Si la memoria no me defrauda, conocí a Rodrigo Pérez Rembao en 1995. Aparte de otras miserias, coordinaba yo el taller literario de la uia y la lista de asistentes era francamente magra. Un día cualquiera llegó un joven greñudo, rockeril, con arracada de bucanero y barba de control machete. Dijo que estudiaba comunicación, que iba ya de salida, que era de Chihuahua, que le gustaba escribir narrativa. Muchos miércoles pasaron y Rodrigo asistía al taller con excelente ánimo y algunos cuentos  que, de veras, demandaban escasísimas enmiendas. Muy pronto noté —y no soy profeta a posteriori— que este joven escritor tenía pasta y sólo eran necesarios los años para confirmar mi primera corazonada.

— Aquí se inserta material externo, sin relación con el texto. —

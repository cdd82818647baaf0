//! Caller-side retry for throttled operations
//!
//! Neither the transport nor the pagination engine retries. Callers that want
//! to ride out a 429 wrap the whole operation here: only `RateLimited`
//! failures (including a partial collection whose failed page was throttled)
//! are retried, every other error is returned as-is.

use crate::error::{Error, Result};
use crate::types::Backoff;
use std::future::Future;
use tracing::warn;

/// Run `op`, retrying up to `max_retries` times when it fails with
/// `RateLimited`
pub async fn retry_rate_limited<T, E, F, Fut>(backoff: &Backoff, max_retries: u32, mut op: F) -> Result<T>
where
    F: FnMut() -> Fut,
    Fut: Future<Output = std::result::Result<T, E>>,
    E: Into<Error>,
{
    let mut attempt = 0;
    loop {
        let error: Error = match op().await {
            Ok(value) => return Ok(value),
            Err(e) => e.into(),
        };

        let Some(retry_after) = retry_after_seconds(&error) else {
            return Err(error);
        };
        if attempt >= max_retries {
            return Err(error);
        }

        let delay = backoff.delay_with_hint(attempt, retry_after);
        warn!(
            "Rate limited, attempt {}/{}, waiting {:?}",
            attempt + 1,
            max_retries,
            delay
        );
        tokio::time::sleep(delay).await;
        attempt += 1;
    }
}

fn retry_after_seconds(error: &Error) -> Option<u64> {
    match error {
        Error::RateLimited {
            retry_after_seconds,
        } => Some(*retry_after_seconds),
        Error::PartialPageFailure { source, .. } => retry_after_seconds(source),
        _ => None,
    }
}
//! The `ociImageRef` lens.
//!
//! Parses a container image reference into `image`, `tag` and `digest`
//! components. Setting a component that is absent inserts it together with
//! its separator (`:` for tags, `@sha256:` for digests).

use crate::error::{Error, Result};
use crate::lens::util::{char_offset, compile_regex};
use crate::lens::Setter;
use crate::splice::span;
use crate::yaml::ptr::tokens;

const REFERENCE_PATTERN: &str = "^([^:@]*)(:([^@]*))?(@sha256:([a-f0-9]*))?$";

pub fn apply(src: &str, setters: &mut [Setter]) -> Result<String> {
    let re = compile_regex(REFERENCE_PATTERN)?;

    let mut ops = Vec::with_capacity(setters.len());
    for setter in setters.iter_mut() {
        let toks = tokens(&setter.pointer)?;
        if toks.len() != 1 {
            return Err(Error::syntax(format!(
                "ociImageRef lens wants exactly one token, got {}",
                toks.len()
            )));
        }
        let field = toks[0].as_str();

        let caps = re
            .captures(src)
            .ok_or_else(|| Error::parse(format!("{src:?} is not an image reference")))?;

        let group = match field {
            "image" => 1,
            "tag" => 3,
            "digest" => 5,
            other => {
                return Err(Error::syntax(format!("unknown oci field {other:?}")));
            }
        };

        match caps.get(group) {
            Some(m) => {
                let new_value = checked_value(field, setter.value.transform(m.as_str())?)?;
                ops.push(
                    span(char_offset(src, m.start()), char_offset(src, m.end()))
                        .with(new_value),
                );
            }
            None => {
                // The component is absent: transform its implied value and
                // insert it, separator included, after the reference.
                let implied = if field == "tag" { "latest" } else { "" };
                let new_value = checked_value(field, setter.value.transform(implied)?)?;
                let sep = match field {
                    "tag" => ":",
                    "digest" => "@sha256:",
                    other => {
                        return Err(Error::syntax(format!("unknown oci field {other:?}")));
                    }
                };
                let at = char_offset(src, caps.get(0).map(|m| m.end()).unwrap_or(0));
                ops.push(span(at, at).with(format!("{sep}{new_value}")));
            }
        }
    }

    crate::splice::transform(src, ops)
}

/// Digests must be lowercase hex to survive the reference grammar.
fn checked_value(field: &str, value: String) -> Result<String> {
    if field == "digest"
        && !(value.chars().all(|c| matches!(c, '0'..='9' | 'a'..='f')) && !value.is_empty())
    {
        return Err(Error::syntax(format!(
            "digest must be lowercase hex, got {value:?}"
        )));
    }
    Ok(value)
}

Mostraba Rodrigo unos relatos de buen aliento, sólidamente edificados, con una prosa bastante bien peinada y un registro temático lleno de malicias. Por esos meses le publiqué un cuento en el suplemento cultural la tolvanera de la revista brecha, y recuerdo que ese texto provocó un terremoto de bolsillo en las almas puras que llegaron a leerlo. No se me olvida aquel alumno que con cara y espíritu de monaguillo me reclamó por publicar esas indecencias. En efecto, el cuento de Rodrigo catapultó opiniones encontradas: por un lado, los que disfrutaron la anécdota y, en el flanco de la ultraderecha, los que pidieron una hoguera para mi querido y nunca achicharrable Rodrigo Pérez Rembao.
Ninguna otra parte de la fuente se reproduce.